BookmarkSubscribeRSS Feed
🔒 This topic is solved and locked. Need further help from the community? Please sign in and ask a new question.
JNWong
Calcite | Level 5

hi all,

 

 i have a dataset which consist of character variables and numeric variables, as for the character variables, their length are defined as 8000 by default,so i want to shrink the dataset,change the length of character variable.

 

 as i should find all the character variable firstly.

 

i have tried the code:

%macro change(dsn);                                         
 
data _null_;                                                
  set &dsn;                                                 
  array qqq(*) _character_;                                 
  call symput('siz',put(dim(qqq),5.-L));                    
  stop;                                                     
run;                                                        
                                                            
data _null_;                                                
  set &dsn end=done;                                        
  array qqq(&siz) _character_;                              
  array www(&siz.);                                         
  if _n_=1 then do i= 1 to dim(www);                        
    www(i)=0;                                               
  end;                                                      
  do i = 1 to &siz.;                                        
    www(i)=max(www(i),length(qqq(i)));                      
  end;                                                      
  retain _all_;                                             
  if done then do;                                          
    do i = 1 to &siz.;                                      
      length vvv $50;                                       
      vvv=catx(' ','length',vname(qqq(i)),'$',www(i),';');  
      fff=catx(' ','format ',vname(qqq(i))||' '||           
          compress('$'||put(www(i),3.)||'.;'),' ');         
      call symput('lll'||put(i,3.-L),vvv) ;                 
      call symput('fff'||put(i,3.-L),fff) ;                 
    end;                                                    
  end;                                                      
run;                                                        
                                                            
data &dsn._;                                                
  %do i = 1 %to &siz.;                                      
    &&lll&i                                                 
    &&fff&i                                                 
  %end;                                                     
  set &dsn;                                                 
run;                                                        
                                                            
%mend;  

just from the sas help,and it illustrations is:

 

The first DATA Step counts the number of character variables in the data set and puts it into a macro variable.
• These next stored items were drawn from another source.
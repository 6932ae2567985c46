//! # ONNX Host
//!
//! A small on-device model serving core around ONNX Runtime: session
//! lifecycle, shape validation, and synchronous inference invocation.
//!
//! Each [`InferenceSession`] owns one loaded model with exactly one input
//! and one output tensor. The session exposes the declared tensor names
//! and shapes, and a blocking [`run`](InferenceSession::run) call that
//! validates the input against the declared shape before the engine is
//! ever invoked. Model parsing, graph execution, and accelerator dispatch
//! all stay inside ONNX Runtime; this crate is the safety-focused layer in
//! front of it.
//!
//! ## Design
//!
//! - **Exclusive ownership.** A session is released by dropping it, exactly
//!   once. `run` takes `&mut self`, so a call can never overlap another
//!   call or the release.
//! - **Silent accelerator fallback.** Requesting
//!   [`AccelerationMode::HardwareAccelerated`] prefers a platform
//!   execution provider (behind the `coreml`, `directml`, `tensorrt`, and
//!   `cuda` cargo features); when none is available the session falls back
//!   to the CPU path and records that in
//!   [`execution_path`](InferenceSession::execution_path).
//! - **Typed errors.** Loading fails with [`LoadError`], inference with
//!   [`InferenceError`]; neither is retried.
//!
//! ## Quick Start
//!
//! ```rust,no_run
//! use onnx_host::prelude::*;
//!
//! # fn main() -> Result<(), Box<dyn std::error::Error>> {
//! let mut session = InferenceSession::load(
//!     "models/wake_word.onnx",
//!     AccelerationMode::HardwareAccelerated,
//! )?;
//!
//! println!(
//!     "{} {:?} -> {} {:?} ({})",
//!     session.input_name(),
//!     session.input_shape(),
//!     session.output_name(),
//!     session.output_shape(),
//!     session.execution_path(),
//! );
//!
//! let samples = vec![0.0_f32; 16000];
//! let scores = session.run(&samples, 2)?;
//! assert_eq!(scores.len(), 2);
//! # Ok(())
//! # }
//! ```

pub mod core;

/// Prelude module for convenient imports.
///
/// Bring the essentials into scope with a single use statement:
///
/// ```rust
/// use onnx_host::prelude::*;
/// ```
pub mod prelude {
    pub use crate::core::{
        AccelerationMode, ExecutionPath, GraphOptLevel, InferenceError, InferenceSession,
        LoadError, SessionOptions,
    };
}
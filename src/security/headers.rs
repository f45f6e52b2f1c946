//! Security headers for HTTP responses
//!
//! Applied to the greeting, health and static routes with
//! `warp::reply::with::headers`.

use warp::http::header::{HeaderMap, HeaderValue};

/// Content Security Policy for the bundled frontend, which needs the chat socket
const FRONTEND_CSP: &str = "default-src 'self'; script-src 'self'; style-src 'self'; img-src 'self' data:; connect-src 'self' ws: wss:; object-src 'none'; frame-ancestors 'none'; base-uri 'self';";

/// Headers added to every HTTP reply
pub fn security_headers() -> HeaderMap {
    let mut headers = HeaderMap::new();

    // Prevent clickjacking
    headers.insert("X-Frame-Options", HeaderValue::from_static("DENY"));

    // Prevent MIME type sniffing
    headers.insert("X-Content-Type-Options", HeaderValue::from_static("nosniff"));

    headers.insert(
        "Referrer-Policy",
        HeaderValue::from_static("strict-origin-when-cross-origin"),
    );
    headers.insert("Content-Security-Policy", HeaderValue::from_static(FRONTEND_CSP));

    headers
}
The next step loops through all of the data looking for the maximum number of characters in each variable. When all of the rows have been checked, a LENGTH statement and FORMAT statement are generated for each variable and saved in macro variables. In the final DATA Step the macro loop pushes the LENGTH and FORMAT statements out to the DATA Step ahead of the SET statement so that the length and format are changed.

NOTE that a new data set is created rather than overwriting the original. If you prefer to replace the original, remove the underscore from the final DATA Statement.

 

however,it did not works. the error is :

 

Line generated by the macro variable "FFF30".
1 format ITEM6092 $2E3.;
                                   ---
31
-
22
200
ERROR 31-185: Format 2E3 is unknown.

ERROR 22-322: Syntax error, expecting one of the following: a name, -, ;, DEFAULT, _ALL_,
_CHARACTER_, _CHAR_, _NUMERIC_.

ERROR 200-322: The symbol is not recognized and will be ignored.
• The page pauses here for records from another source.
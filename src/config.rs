//! Server configuration module
//! Handles dynamic configuration parameters for the chat hub

use crate::constants::{
    DEFAULT_ALLOWED_ORIGIN, DEFAULT_HOST, DEFAULT_MAX_MESSAGE_SIZE, DEFAULT_MAX_TRACKED_KEYS,
    DEFAULT_MESSAGE_PREFIX, DEFAULT_OUTBOUND_BUFFER, DEFAULT_PERMIT_LIMIT, DEFAULT_PORT,
    DEFAULT_RATE_WINDOW_SECS, DEFAULT_SEND_TIMEOUT_MS, DEFAULT_STATIC_DIR,
    DEFAULT_SWEEP_INTERVAL_SECS,
};
use crate::error::{HubError, Result};
use log::warn;
use std::env;
use std::net::IpAddr;
use std::str::FromStr;
use std::time::Duration;
use url::Url;

/// Server configuration parameters
#[derive(Debug, Clone)]
pub struct ServerConfig {
    pub host: String,
    pub port: u16,
    /// The single origin allowed by the CORS policy
    pub allowed_origin: String,
    /// Directory holding the bundled frontend
    pub static_dir: String,
    /// Fixed text placed in front of every broadcast message
    pub message_prefix: String,
    /// Permits per source key per window
    pub rate_limit_permits: u32,
    pub rate_limit_window: Duration,
    /// Maximum number of source keys each limiter tracks
    pub rate_limit_max_keys: usize,
    /// Interval between limiter sweeps
    pub sweep_interval: Duration,
    /// Capacity of each connection's outbound queue
    pub outbound_buffer: usize,
    /// How long a broadcast waits on a full outbound queue before dropping the client
    pub send_timeout: Duration,
    pub max_message_size: usize,
    /// Trust X-Forwarded-For / X-Real-IP from the proxies below
    pub trust_proxy_headers: bool,
    pub trusted_proxies: Vec<IpAddr>,
}

impl Default for ServerConfig {
    fn default() -> Self {
        Self {
            host: DEFAULT_HOST.to_string(),
            port: DEFAULT_PORT,
            allowed_origin: DEFAULT_ALLOWED_ORIGIN.to_string(),
            static_dir: DEFAULT_STATIC_DIR.to_string(),
            message_prefix: DEFAULT_MESSAGE_PREFIX.to_string(),
            rate_limit_permits: DEFAULT_PERMIT_LIMIT,
            rate_limit_window: Duration::from_secs(DEFAULT_RATE_WINDOW_SECS),
            rate_limit_max_keys: DEFAULT_MAX_TRACKED_KEYS,
            sweep_interval: Duration::from_secs(DEFAULT_SWEEP_INTERVAL_SECS),
            outbound_buffer: DEFAULT_OUTBOUND_BUFFER,
            send_timeout: Duration::from_millis(DEFAULT_SEND_TIMEOUT_MS),
            max_message_size: DEFAULT_MAX_MESSAGE_SIZE,
            trust_proxy_headers: false,
            trusted_proxies: Vec::new(),
        }
    }
}

fn env_or<T: FromStr>(key: &str, default: T) -> T {
    match env::var(key) {
        Ok(raw) => match raw.trim().parse() {
            Ok(value) => value,
            Err(_) => {
                warn!("Ignoring invalid value '{}' for {}, using the default", raw, key);
                default
            }
        },
        Err(_) => default,
    }
}

fn env_flag(key: &str) -> bool {
    env::var(key)
        .map(|v| v.to_lowercase() == "true" || v == "1")
        .unwrap_or(false)
}

impl ServerConfig {
    /// Load configuration from environment variables if available
    pub fn from_env() -> Result<Self> {
        let defaults = Self::default();

        let trusted_proxies = match env::var("CHAT_HUB_TRUSTED_PROXIES") {
            Ok(list) => parse_proxy_list(&list)?,
            Err(_) => Vec::new(),
        };

        let config = Self {
            host: env::var("CHAT_HUB_HOST").unwrap_or(defaults.host),
            port: env_or("CHAT_HUB_PORT", defaults.port),
            allowed_origin: env::var("CHAT_HUB_ALLOWED_ORIGIN").unwrap_or(defaults.allowed_origin),
            static_dir: env::var("CHAT_HUB_STATIC_DIR").unwrap_or(defaults.static_dir),
            message_prefix: env::var("CHAT_HUB_MESSAGE_PREFIX").unwrap_or(defaults.message_prefix),
            rate_limit_permits: env_or("CHAT_HUB_RATE_LIMIT_PERMITS", defaults.rate_limit_permits),
            rate_limit_window: Duration::from_secs(env_or(
                "CHAT_HUB_RATE_LIMIT_WINDOW_SECS",
                DEFAULT_RATE_WINDOW_SECS,
            )),
            rate_limit_max_keys: env_or("CHAT_HUB_RATE_LIMIT_MAX_KEYS", defaults.rate_limit_max_keys),
            sweep_interval: Duration::from_secs(env_or(
                "CHAT_HUB_SWEEP_INTERVAL_SECS",
                DEFAULT_SWEEP_INTERVAL_SECS,
            )),
            outbound_buffer: env_or("CHAT_HUB_OUTBOUND_BUFFER", defaults.outbound_buffer),
            send_timeout: Duration::from_millis(env_or(
                "CHAT_HUB_SEND_TIMEOUT_MS",
                DEFAULT_SEND_TIMEOUT_MS,
            )),
            max_message_size: env_or("CHAT_HUB_MAX_MESSAGE_SIZE", defaults.max_message_size),
            trust_proxy_headers: env_flag("CHAT_HUB_TRUST_PROXY_HEADERS"),
            trusted_proxies,
        };

        config.validate()?;
        Ok(config)
    }

    /// Reject values the server cannot run with
    pub fn validate(&self) -> Result<()> {
        let origin = Url::parse(&self.allowed_origin).map_err(|e| {
            HubError::ConfigError(format!(
                "Allowed origin '{}' is not a valid URL: {}",
                self.allowed_origin, e
            ))
        })?;
        if origin.scheme() != "http" && origin.scheme() != "https" {
            return Err(HubError::ConfigError(format!(
                "Allowed origin must use http or https, got '{}'",
                origin.scheme()
            )));
        }
        if origin.path() != "/" || origin.query().is_some() {
            return Err(HubError::ConfigError(format!(
                "Allowed origin '{}' must not carry a path or query",
                self.allowed_origin
            )));
        }

        if self.rate_limit_permits == 0 {
            return Err(HubError::ConfigError(
                "Rate limit permits must be greater than zero".to_string(),
            ));
        }
        if self.rate_limit_window.is_zero() {
            return Err(HubError::ConfigError(
                "Rate limit window must be greater than zero".to_string(),
            ));
        }
        if self.sweep_interval.is_zero() {
            return Err(HubError::ConfigError(
                "Sweep interval must be greater than zero".to_string(),
            ));
        }
        if self.outbound_buffer == 0 {
            return Err(HubError::ConfigError(
                "Outbound buffer must hold at least one message".to_string(),
            ));
        }
        if self.trust_proxy_headers && self.trusted_proxies.is_empty() {
            warn!("Proxy headers are trusted but no trusted proxies are configured");
        }

        Ok(())
    }

    /// Allowed origin in `scheme://host[:port]` form, as CORS compares it
    pub fn cors_origin(&self) -> String {
        Url::parse(&self.allowed_origin)
            .map(|url| url.origin().ascii_serialization())
            .unwrap_or_else(|_| self.allowed_origin.clone())
    }

    /// Address string the server binds to
    pub fn bind_address(&self) -> String {
        format!("{}:{}", self.host, self.port)
    }
}

fn parse_proxy_list(list: &str) -> Result<Vec<IpAddr>> {
    list.split(',')
        .map(str::trim)
        .filter(|s| !s.is_empty())
        .map(|s| {
            s.parse::<IpAddr>().map_err(|_| {
                HubError::ConfigError(format!("Invalid trusted proxy address: {}", s))
            })
        })
        .collect()
}
//! Source key extraction for rate limiting
//!
//! The source key is the client IP as a string. Proxy headers are only
//! honored when the direct peer is an explicitly trusted proxy.

use log::{debug, warn};
use std::net::{IpAddr, SocketAddr};
use warp::http::HeaderMap;

use crate::config::ServerConfig;
use crate::constants::UNKNOWN_SOURCE_KEY;

/// Configuration for source key extraction
#[derive(Debug, Clone, Default)]
pub struct IpExtractionConfig {
    /// Whether to trust proxy headers (X-Forwarded-For, X-Real-IP)
    pub trust_proxy_headers: bool,
    pub trusted_proxies: Vec<IpAddr>,
}

impl IpExtractionConfig {
    pub fn from_server_config(config: &ServerConfig) -> Self {
        Self {
            trust_proxy_headers: config.trust_proxy_headers,
            trusted_proxies: config.trusted_proxies.clone(),
        }
    }
}

/// Derive the rate-limit source key for a request
pub fn extract_source_key(
    headers: &HeaderMap,
    remote_addr: Option<SocketAddr>,
    config: &IpExtractionConfig,
) -> String {
    let direct_ip = remote_addr.map(|addr| addr.ip());

    let behind_trusted_proxy = config.trust_proxy_headers
        && direct_ip.map_or(false, |ip| config.trusted_proxies.contains(&ip));

    if behind_trusted_proxy {
        if let Some(ip) = forwarded_ip(headers) {
            debug!("Using forwarded client IP {}", ip);
            return ip.to_string();
        }
        warn!("Could not extract valid client IP from proxy headers, using proxy IP");
    }

    match direct_ip {
        Some(ip) => ip.to_string(),
        None => UNKNOWN_SOURCE_KEY.to_string(),
    }
}

fn forwarded_ip(headers: &HeaderMap) -> Option<IpAddr> {
    // X-Forwarded-For can contain multiple IPs: "client, proxy1, proxy2"
    let from_forwarded_for = headers
        .get("x-forwarded-for")
        .and_then(|value| value.to_str().ok())
        .and_then(|value| value.split(',').next())
        .and_then(|first| parse_ip(first.trim(), "X-Forwarded-For"));

    from_forwarded_for.or_else(|| {
        headers
            .get("x-real-ip")
            .and_then(|value| value.to_str().ok())
            .and_then(|value| parse_ip(value.trim(), "X-Real-IP"))
    })
}

fn parse_ip(value: &str, header: &str) -> Option<IpAddr> {
    match value.parse::<IpAddr>() {
        Ok(ip) => Some(ip),
        Err(_) => {
            warn!("Invalid IP format in {} header: {}", header, value);
            None
        }
    }
}

#[cfg(test)]
mod tests {
    use super::*;
    use warp::http::HeaderValue;

    fn proxy_config() -> IpExtractionConfig {
        IpExtractionConfig {
            trust_proxy_headers: true,
            trusted_proxies: vec!["203.0.113.100".parse().unwrap()],
        }
    }

    #[test]
    fn test_direct_ip() {
        let key = extract_source_key(
            &HeaderMap::new(),
            Some("203.0.113.1:12345".parse().unwrap()),
            &IpExtractionConfig::default(),
        );
        assert_eq!(key, "203.0.113.1");
    }

    #[test]
    fn test_unknown_without_remote_addr() {
        let key = extract_source_key(&HeaderMap::new(), None, &IpExtractionConfig::default());
        assert_eq!(key, "unknown");
    }

    #[test]
    fn test_forwarded_for_from_trusted_proxy() {
        let mut headers = HeaderMap::new();
        headers.insert("x-forwarded-for", HeaderValue::from_static("198.51.100.7, 203.0.113.100"));

        let key = extract_source_key(
            &headers,
            Some("203.0.113.100:443".parse().unwrap()),
            &proxy_config(),
        );
        assert_eq!(key, "198.51.100.7");
    }

    #[test]
    fn test_real_ip_fallback() {
        let mut headers = HeaderMap::new();
        headers.insert("x-forwarded-for", HeaderValue::from_static("garbage"));
        headers.insert("x-real-ip", HeaderValue::from_static("198.51.100.8"));

        let key = extract_source_key(
            &headers,
            Some("203.0.113.100:443".parse().unwrap()),
            &proxy_config(),
        );
        assert_eq!(key, "198.51.100.8");
    }

    #[test]
    fn test_headers_ignored_from_untrusted_peer() {
        let mut headers = HeaderMap::new();
        headers.insert("x-forwarded-for", HeaderValue::from_static("198.51.100.7"));

        let key = extract_source_key(
            &headers,
            Some("192.0.2.50:5555".parse().unwrap()),
            &proxy_config(),
        );
        assert_eq!(key, "192.0.2.50");
    }
}
//! WebSocket connection management
//! Handles the per-connection state and its outbound send capability

use async_trait::async_trait;
use chrono::{DateTime, Utc};
use std::sync::atomic::{AtomicBool, Ordering};
use std::sync::Arc;
use std::time::Duration;
use tokio::sync::{mpsc, Notify};
use uuid::Uuid;
use warp::ws::Message;

use crate::core::message::OutboundEvent;
use crate::error::{HubError, Result};

/// Outbound send capability of a single client
#[async_trait]
pub trait MessageSink: Send + Sync {
    /// Push one event to the client
    async fn deliver(&self, event: &OutboundEvent) -> Result<()>;
}

/// Sink backed by the bounded queue a connection's writer task drains
pub struct ChannelSink {
    sender: mpsc::Sender<Message>,
    send_timeout: Duration,
}

impl ChannelSink {
    pub fn new(sender: mpsc::Sender<Message>, send_timeout: Duration) -> Self {
        Self {
            sender,
            send_timeout,
        }
    }
}

#[async_trait]
impl MessageSink for ChannelSink {
    async fn deliver(&self, event: &OutboundEvent) -> Result<()> {
        let text = event.to_json()?;
        // A full queue means the client is not reading; give up after the timeout
        match tokio::time::timeout(self.send_timeout, self.sender.send(Message::text(text))).await {
            Ok(Ok(())) => Ok(()),
            Ok(Err(_)) => Err(HubError::ConnectionClosed),
            Err(_) => Err(HubError::DeliveryFailure(format!(
                "outbound queue full for {:?}",
                self.send_timeout
            ))),
        }
    }
}

/// Represents the state of a single client connection
pub struct Connection {
    pub id: String,
    /// Remote source key (client IP or "unknown")
    pub source_key: String,
    pub connected_at: DateTime<Utc>,
    pub(crate) seq: u64,
    sink: Arc<dyn MessageSink>,
    open: AtomicBool,
    closed: Notify,
}

/// Shared handle to a registered connection
pub type ConnectionHandle = Arc<Connection>;

impl Connection {
    /// Create a new connection with a unique ID
    pub fn new(source_key: impl Into<String>, sink: Arc<dyn MessageSink>) -> Self {
        Self::with_id(Uuid::new_v4().to_string(), source_key, sink)
    }

    pub fn with_id(
        id: impl Into<String>,
        source_key: impl Into<String>,
        sink: Arc<dyn MessageSink>,
    ) -> Self {
        Self {
            id: id.into(),
            source_key: source_key.into(),
            connected_at: Utc::now(),
            seq: 0,
            sink,
            open: AtomicBool::new(true),
            closed: Notify::new(),
        }
    }

    /// Deliver an event unless the connection has been closed
    pub async fn deliver(&self, event: &OutboundEvent) -> Result<()> {
        if !self.is_open() {
            return Err(HubError::ConnectionClosed);
        }
        self.sink.deliver(event).await
    }

    pub fn is_open(&self) -> bool {
        self.open.load(Ordering::Acquire)
    }

    pub(crate) fn close(&self) {
        self.open.store(false, Ordering::Release);
        self.closed.notify_waiters();
    }

    /// Resolves once the connection has been closed by the registry
    pub async fn closed(&self) {
        loop {
            let notified = self.closed.notified();
            tokio::pin!(notified);
            // Register before checking the flag so a concurrent close is not missed
            notified.as_mut().enable();
            if !self.is_open() {
                return;
            }
            notified.await;
        }
    }

    /// Calculate the connection duration
    pub fn connection_duration(&self) -> chrono::Duration {
        Utc::now() - self.connected_at
    }
}
//! XSS (Cross-Site Scripting) protection for broadcast content
//!
//! Everything a client sends is rendered by every other client, so user,
//! message and timestamp fields are entity-encoded before fan-out.

/// HTML entities for encoding special characters
const HTML_ENTITIES: &[(char, &str)] = &[
    ('&', "&amp;"),
    ('<', "&lt;"),
    ('>', "&gt;"),
    ('"', "&quot;"),
    ('\'', "&#x27;"),
    ('`', "&#x60;"),
];

fn entity_for(c: char) -> Option<&'static str> {
    HTML_ENTITIES
        .iter()
        .find(|(special, _)| *special == c)
        .map(|(_, entity)| *entity)
}

/// Encode HTML entities and control characters.
///
/// Single pass, so `&` never gets double encoded. Control characters other
/// than tab and newline become numeric entities. Text without special
/// characters is returned unchanged.
pub fn encode_html(input: &str) -> String {
    let mut result = String::with_capacity(input.len());

    for c in input.chars() {
        if let Some(entity) = entity_for(c) {
            result.push_str(entity);
        } else if c.is_control() && c != '\n' && c != '\t' {
            result.push_str(&format!("&#x{:X};", c as u32));
        } else {
            result.push(c);
        }
    }

    result
}

#[cfg(test)]
mod tests {
    use super::*;

    fn contains_markup(content: &str) -> bool {
        content.chars().any(|c| matches!(c, '<' | '>'))
    }

    #[test]
    fn test_html_encoding() {
        assert_eq!(
            encode_html("<script>alert('xss')</script>"),
            "&lt;script&gt;alert(&#x27;xss&#x27;)&lt;/script&gt;"
        );
        assert_eq!(encode_html("Hello & goodbye"), "Hello &amp; goodbye");
        assert_eq!(encode_html("\"quoted\""), "&quot;quoted&quot;");
    }

    #[test]
    fn test_script_tag_has_no_markup() {
        let encoded = encode_html("<script>alert(1)</script>");
        assert!(!contains_markup(&encoded));
        assert!(!encoded.contains('<'));
        assert!(!encoded.contains('>'));
    }

    #[test]
    fn test_plain_text_unchanged() {
        assert_eq!(encode_html("hi"), "hi");
        assert_eq!(encode_html("see you at 10:30, ok?"), "see you at 10:30, ok?");
        assert_eq!(encode_html("héllo wörld ✓"), "héllo wörld ✓");
        assert_eq!(encode_html("line1\nline2\tend"), "line1\nline2\tend");
    }

    #[test]
    fn test_no_double_encoding() {
        assert_eq!(encode_html("&lt;"), "&amp;lt;");
    }

    #[test]
    fn test_control_characters() {
        assert_eq!(encode_html("a\u{0}b"), "a&#x0;b");
        assert_eq!(encode_html("bell\u{7}"), "bell&#x7;");
        assert_eq!(encode_html("\r"), "&#xD;");
    }
}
NOTE: Line generated by the macro variable "FFF50".
1 format ITEM18370 $4E3.;
                                     ---
31
-
22
200

ERROR 31-185: Format 4E3 is unknown.

ERROR 22-322: Syntax error, expecting one of the following: a name, -, ;, DEFAULT, _ALL_,
_CHARACTER_, _CHAR_, _NUMERIC_.

ERROR 200-322: The symbol is not recognized and will be ignored.

NOTE: The SAS System stopped processing this step because of errors.
WARNING: The data set WORK.WRDS_ may be incomplete. When this step was stopped there were 0
observations and 67 variables.
NOTE: DATA statement used (Total process time):
real time 0.07 seconds
cpu time 0.01 seconds

 

i have no idea about this.

 

thank you!!

1 ACCEPTED SOLUTION

Accepted Solutions
Kurt_Bremser
Super User

@JNWong wrote:

sorry for another question,can the code apply to the whole dataset? since i need two things ,one is get all character variables firstly. the other  is change the length of all character variables,find the maximum length for each character variables and used to define the length  .as for the numeric variables, the length would be retained.

 

after that i will get a new dataset.

 

 


Download the macro code from http://support.sas.com/kb/24/addl/fusion24804_1_squeeze.zip. Unpack the file (squeeze.txt), store it on your SAS machine and %include it.

Then just use

%squeeze(dsnin=your_existing_dataset,dsnout=your_new_dataset)
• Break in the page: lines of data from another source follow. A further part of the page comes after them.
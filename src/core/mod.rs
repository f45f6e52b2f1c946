//! Core functionality for the chat hub

pub mod connection;
pub mod hub;
pub mod ip_extractor;
pub mod message;
pub mod rate_limiter;
pub mod registry;
pub mod server;

// Re-export main components for convenience
pub use connection::{ChannelSink, Connection, ConnectionHandle, MessageSink};
pub use hub::BroadcastHub;
pub use message::{InboundMessage, OutboundEvent, OutboundMessage};
pub use rate_limiter::{Clock, FixedWindowRateLimiter, SystemClock};
pub use registry::ConnectionRegistry;
pub use server::{ServerState, SharedServerState};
View solution in original post

8 REPLIES 8
Ksharp
Super User

It is easy for SQL.

 

data class;
 set sashelp.class;
run;

data _null_;
 set sashelp.vcolumn(where=(libname='WORK' and memname='CLASS' and type='char')) end=last;
 if _n_=1 then call execute('proc sql;alter table class modify');
 call execute(catt(name,' char(200)'));
 if not last then call execute(',');
  else call execute(';quit;');
run;
JNWong
Calcite | Level 5

sorry for another question,can the code apply to the whole dataset? since i need two things ,one is get all character variables firstly. the other  is change the length of all character variables,find the maximum length for each character variables and used to define the length  .as for the numeric variables, the length would be retained.

 

after that i will get a new dataset.

 

 

Kurt_Bremser
Super User

@JNWong wrote:

sorry for another question,can the code apply to the whole dataset? since i need two things ,one is get all character variables firstly. the other  is change the length of all character variables,find the maximum length for each character variables and used to define the length  .as for the numeric variables, the length would be retained.

 

after that i will get a new dataset.

 

 


Download the macro code from http://support.sas.com/kb/24/addl/fusion24804_1_squeeze.zip. Unpack the file (squeeze.txt), store it on your SAS machine and %include it.

Then just use

%squeeze(dsnin=your_existing_dataset,dsnout=your_new_dataset)
Ksharp
Super User
Sure. But that is another question.

Kurt_Bremser
Super User

To get to the root of the problem: why is the length of character variables 8000 "by default"? The SAS default length for character variables is 8, and the default used by some character functions is 200, so your "default" comes from somewhere else.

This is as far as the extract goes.